Poll on Biodiversity Awareness

In January 2017, Civic Exchange published its “First Baseline Study of the General Public’s Awareness and Attitudes Towards Biodiversity Conservation in Hong Kong.” The report was updated in July 2017. To download the updated report, click on the link above.


• This project establishes the public’s awareness and attitudes towards biodiversity and its conservation in Hong Kong.

• In 2011, the Convention of Biological Diversity, a UN treaty that aims to halt the loss of biodiversity, was extended to Hong Kong, and the Chief Executive promised to prepare a Biodiversity Strategy and Action Plan (BSAP) in order to ratify it. Part of the BSAP aims to mainstream the topic of biodiversity amongst all sectors of Hong Kong and enhance community involvement. Yet in order to be effective, the public’s current awareness and attitudes need to be ascertained.

• In June and July 2016, 1,070 people were randomly selected to take a telephone survey in Cantonese. The results showed that overall awareness was very low and that, as a consequence, attitudes were underdeveloped, shown by the fact that only 24% of the respondents had actually heard of the term ‘biodiversity’ in Chinese and knew what it meant. Much more needs to be done to mainstream biodiversity.

• The percentage of respondents in the study who claimed to be both aware of and concerned about biodiversity is very low – 15.4% across all demographic groups.

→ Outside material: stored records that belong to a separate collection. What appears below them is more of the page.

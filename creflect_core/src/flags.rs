//! Name transforms requested by an annotation's flag list.
//!
//! A flag list such as `remove_prefix(TOK_), lowercase` is parsed once per
//! annotation into a [`FlagChain`], which is then applied to every
//! enumerator name of that annotation.

use crate::error::{CreflectError, Result};
use convert_case::{Case, Casing};
use tracing::trace;

/// Identifier styles accepted by the `case(...)` flag.
#[derive(Debug, Clone, Copy, PartialEq, Eq)]
pub enum CaseStyle {
    Snake,
    UpperSnake,
    Kebab,
    Camel,
    Pascal,
    Title,
    Lower,
    Upper,
}

impl CaseStyle {
    fn parse(style: &str) -> Option<Self> {
        let style = match style {
            "snake" => CaseStyle::Snake,
            "upper_snake" => CaseStyle::UpperSnake,
            "kebab" => CaseStyle::Kebab,
            "camel" => CaseStyle::Camel,
            "pascal" => CaseStyle::Pascal,
            "title" => CaseStyle::Title,
            "lower" => CaseStyle::Lower,
            "upper" => CaseStyle::Upper,
            _ => return None,
        };
        Some(style)
    }

    fn convert(self, name: &str) -> String {
        match self {
            CaseStyle::Snake => name.to_case(Case::Snake),
            CaseStyle::UpperSnake => name.to_case(Case::UpperSnake),
            CaseStyle::Kebab => name.to_case(Case::Kebab),
            CaseStyle::Camel => name.to_case(Case::Camel),
            CaseStyle::Pascal => name.to_case(Case::Pascal),
            CaseStyle::Title => name.to_case(Case::Title),
            CaseStyle::Lower => name.to_case(Case::Lower),
            CaseStyle::Upper => name.to_case(Case::Upper),
        }
    }
}

/// A single text transform.
#[derive(Debug, Clone, PartialEq, Eq)]
pub enum Transform {
    /// Empty flag; leaves the name untouched.
    Identity,
    RemovePrefix(String),
    RemoveSuffix(String),
    Lowercase,
    Uppercase,
    Case(CaseStyle),
}

impl Transform {
    /// Builds a transform from a flag name and its arguments. `line` is only
    /// used for error reporting.
    pub fn from_flag(name: &str, args: Option<&[String]>, line: usize) -> Result<Self> {
        let first_arg = |flag: &str| -> Result<String> {
            args.and_then(|a| a.first())
                .cloned()
                .ok_or_else(|| CreflectError::missing_flag_argument(flag, line))
        };

        match name {
            "" => Ok(Transform::Identity),
            "remove_prefix" => Ok(Transform::RemovePrefix(first_arg(name)?)),
            "remove_suffix" => Ok(Transform::RemoveSuffix(first_arg(name)?)),
            "lowercase" => Ok(Transform::Lowercase),
            "uppercase" => Ok(Transform::Uppercase),
            "case" => {
                let style = first_arg(name)?;
                CaseStyle::parse(&style)
                    .map(Transform::Case)
                    .ok_or_else(|| CreflectError::unknown_case_style(style, line))
            }
            other => Err(CreflectError::unsupported_flag(other, line)),
        }
    }

    pub fn apply(&self, name: &str) -> String {
        match self {
            Transform::Identity => name.to_string(),
            Transform::RemovePrefix(prefix) => {
                name.strip_prefix(prefix.as_str()).unwrap_or(name).to_string()
            }
            Transform::RemoveSuffix(suffix) => {
                name.strip_suffix(suffix.as_str()).unwrap_or(name).to_string()
            }
            Transform::Lowercase => name.to_lowercase(),
            Transform::Uppercase => name.to_uppercase(),
            Transform::Case(style) => style.convert(name),
        }
    }
}

/// Ordered transforms of one annotation; each output feeds the next.
#[derive(Debug, Clone, Default, PartialEq, Eq)]
pub struct FlagChain {
    transforms: Vec<Transform>,
}

impl FlagChain {
    /// Parses a flag list like `remove_prefix(TOK_), lowercase`.
    ///
    /// The list is split on every comma; parentheses do not group, so an
    /// argument list cannot hold a comma (`remove_prefix(A, B)` leaves the
    /// piece `B)`, an unsupported flag). Each piece is cut at its first `(`
    /// into a name and an argument; the argument loses one trailing `)`.
    /// Names and arguments are trimmed. An empty piece, including an entirely
    /// empty list, is the identity transform.
    pub fn parse(spec: &str, line: usize) -> Result<Self> {
        let mut transforms = Vec::new();

        for piece in spec.split(',') {
            let piece = piece.trim();
            let (name, args) = match piece.split_once('(') {
                Some((name, rest)) => {
                    let rest = rest.strip_suffix(')').unwrap_or(rest);
                    let args: Vec<String> =
                        rest.split(',').map(|arg| arg.trim().to_string()).collect();
                    (name.trim(), Some(args))
                }
                None => (piece, None),
            };

            trace!(flag = name, ?args, "parsed flag");
            transforms.push(Transform::from_flag(name, args.as_deref(), line)?);
        }

        Ok(Self { transforms })
    }

    pub fn apply(&self, name: &str) -> String {
        self.transforms
            .iter()
            .fold(name.to_string(), |acc, transform| transform.apply(&acc))
    }

    pub fn transforms(&self) -> &[Transform] {
        &self.transforms
    }
}

#[cfg(test)]
mod tests {
    use super::*;
    use pretty_assertions::assert_eq;
    use proptest::prelude::*;

    // ==================== Parsing Tests ====================

    #[test]
    fn test_empty_spec_is_single_identity() {
        let chain = FlagChain::parse("", 1).unwrap();
        assert_eq!(chain.transforms(), &[Transform::Identity]);
    }

    #[test]
    fn test_parse_remove_prefix() {
        let chain = FlagChain::parse("remove_prefix(FOO_)", 1).unwrap();
        assert_eq!(
            chain.transforms(),
            &[Transform::RemovePrefix("FOO_".to_string())]
        );
    }

    #[test]
    fn test_parse_trims_names_and_arguments() {
        let chain = FlagChain::parse(" remove_prefix( TOK_ ) ,  lowercase ", 1).unwrap();
        assert_eq!(
            chain.transforms(),
            &[
                Transform::RemovePrefix("TOK_".to_string()),
                Transform::Lowercase
            ]
        );
    }

    #[test]
    fn test_trailing_comma_adds_identity() {
        let chain = FlagChain::parse("lowercase,", 1).unwrap();
        assert_eq!(
            chain.transforms(),
            &[Transform::Lowercase, Transform::Identity]
        );
    }

    #[test]
    fn test_parse_case_style() {
        let chain = FlagChain::parse("case(pascal)", 1).unwrap();
        assert_eq!(chain.transforms(), &[Transform::Case(CaseStyle::Pascal)]);
    }

    #[test]
    fn test_unsupported_flag_is_error() {
        let err = FlagChain::parse("unsupported_flag", 7).unwrap_err();
        match err {
            CreflectError::UnsupportedFlag { flag, line } => {
                assert_eq!(flag, "unsupported_flag");
                assert_eq!(line, 7);
            }
            other => panic!("unexpected error: {other}"),
        }
    }

    #[test]
    fn test_unsupported_flag_after_valid_one_is_error() {
        assert!(FlagChain::parse("lowercase, shout(x)", 1).is_err());
    }

    #[test]
    fn test_remove_prefix_without_arguments_is_error() {
        let err = FlagChain::parse("remove_prefix", 3).unwrap_err();
        assert!(matches!(err, CreflectError::MissingFlagArgument { .. }));
    }

    #[test]
    fn test_unknown_case_style_is_error() {
        let err = FlagChain::parse("case(sarcastic)", 3).unwrap_err();
        assert!(matches!(err, CreflectError::UnknownCaseStyle { .. }));
    }

    // ==================== Application Tests ====================

    #[test]
    fn test_remove_prefix_exact_match_only() {
        let t = Transform::RemovePrefix("FOO_".to_string());
        assert_eq!(t.apply("FOO_BAR"), "BAR");
        assert_eq!(t.apply("foo_BAR"), "foo_BAR");
        assert_eq!(t.apply("XFOO_BAR"), "XFOO_BAR");
    }

    #[test]
    fn test_empty_prefix_argument_is_noop() {
        let chain = FlagChain::parse("remove_prefix()", 1).unwrap();
        assert_eq!(chain.apply("NAME"), "NAME");
    }

    #[test]
    fn test_lowercase() {
        assert_eq!(Transform::Lowercase.apply("Baz"), "baz");
    }

    #[test]
    fn test_remove_suffix_and_uppercase() {
        let chain = FlagChain::parse("remove_suffix(_t), uppercase", 1).unwrap();
        assert_eq!(chain.apply("color_t"), "COLOR");
    }

    #[test]
    fn test_case_conversion() {
        let chain = FlagChain::parse("remove_prefix(TOKEN_), case(pascal)", 1).unwrap();
        assert_eq!(chain.apply("TOKEN_LEFT_PAREN"), "LeftParen");
        let chain = FlagChain::parse("case(kebab)", 1).unwrap();
        assert_eq!(chain.apply("LEFT_PAREN"), "left-paren");
    }

    #[test]
    fn test_chain_applies_left_to_right() {
        let strip_then_lower = FlagChain::parse("remove_prefix(FOO_), lowercase", 1).unwrap();
        assert_eq!(strip_then_lower.apply("FOO_BAR"), "bar");

        let lower_then_strip = FlagChain::parse("lowercase, remove_prefix(FOO_)", 1).unwrap();
        assert_eq!(lower_then_strip.apply("FOO_BAR"), "foo_bar");
    }

    #[test]
    fn test_comma_inside_arguments_splits_the_flag() {
        let err = FlagChain::parse("remove_prefix(A, B)", 4).unwrap_err();
        match err {
            CreflectError::UnsupportedFlag { flag, line } => {
                assert_eq!(flag, "B)");
                assert_eq!(line, 4);
            }
            other => panic!("unexpected error: {other}"),
        }
    }

    // ==================== Property Tests ====================

    proptest! {
        #[test]
        fn prop_identity_leaves_name_unchanged(name in "[A-Za-z_][A-Za-z0-9_]{0,24}") {
            prop_assert_eq!(Transform::Identity.apply(&name), name.clone());
            prop_assert_eq!(FlagChain::parse("", 1).unwrap().apply(&name), name);
        }

        #[test]
        fn prop_remove_prefix_idempotent(prefix in "[A-Z]{1,4}_", rest in "[a-z0-9][a-z0-9_]{0,20}") {
            let t = Transform::RemovePrefix(prefix.clone());
            let once = t.apply(&format!("{prefix}{rest}"));
            prop_assert_eq!(&once, &rest);
            prop_assert_eq!(t.apply(&once), once);
        }

        #[test]
        fn prop_lowercase_idempotent(name in "[A-Za-z0-9_ ]{0,32}") {
            let once = Transform::Lowercase.apply(&name);
            prop_assert_eq!(Transform::Lowercase.apply(&once), once.clone());
        }
    }
}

• However, one group displayed a higher level of awareness and concern than the rest: 54% of the young (aged 18-29) were aware of biodiversity, compared to 24.4% overall. In addition, 33% of the young demonstrated both awareness and concern, compared to 15.4% overall.

• The majority of young respondents who showed awareness and concern for biodiversity received their information from green groups, the Internet, schools and universities. However, there was only a low- to medium-level of trust in their sources. They also reported low usage and trust levels in regards to government sources and newspapers.

• The young also have different expectations and a different sense of responsibility in regards to biodiversity, compared to other age groups.  Those members of the young group who are both aware and concerned have a higher tendency to believe that individuals are in a position to make an impact on biodiversity, and that the government has a responsibility to protect it. This implies that they have higher expectations for both the government and individuals to protect biodiversity.

• Overseas studies have shown that exposure to nature and wildlife is important for promoting the public’s understanding and support for biodiversity. This project’s findings bear that out. The respondents who visit Hong Kong country parks generally display a higher level of awareness and concern about biodiversity.

• There was support across all age groups for greater customs checks, penalties for restaurants which serve endangered species or controversial dishes, and raids on Chinese medicine wholesalers.

• The data from this project will assist government officials to understand the current public’s awareness and attitudes towards biodiversity conservation. By studying the groups that have showed awareness, our report may help policy makers evaluate and review existing conservation plans to determine more effective strategic goals of mainstreaming and community outreach.

• The project makes recommendations around increasing the awareness of biodiversity, modernizing communication, increasing the frequency and quality of visits to country parks, and educating and enthusing around the subject of biodiversity.

This research project (Project Number: 2015.C.008.15D) is funded by the Public Policy Research Funding Scheme from the Central Policy Unit of the Hong Kong Special Administrative Region Government.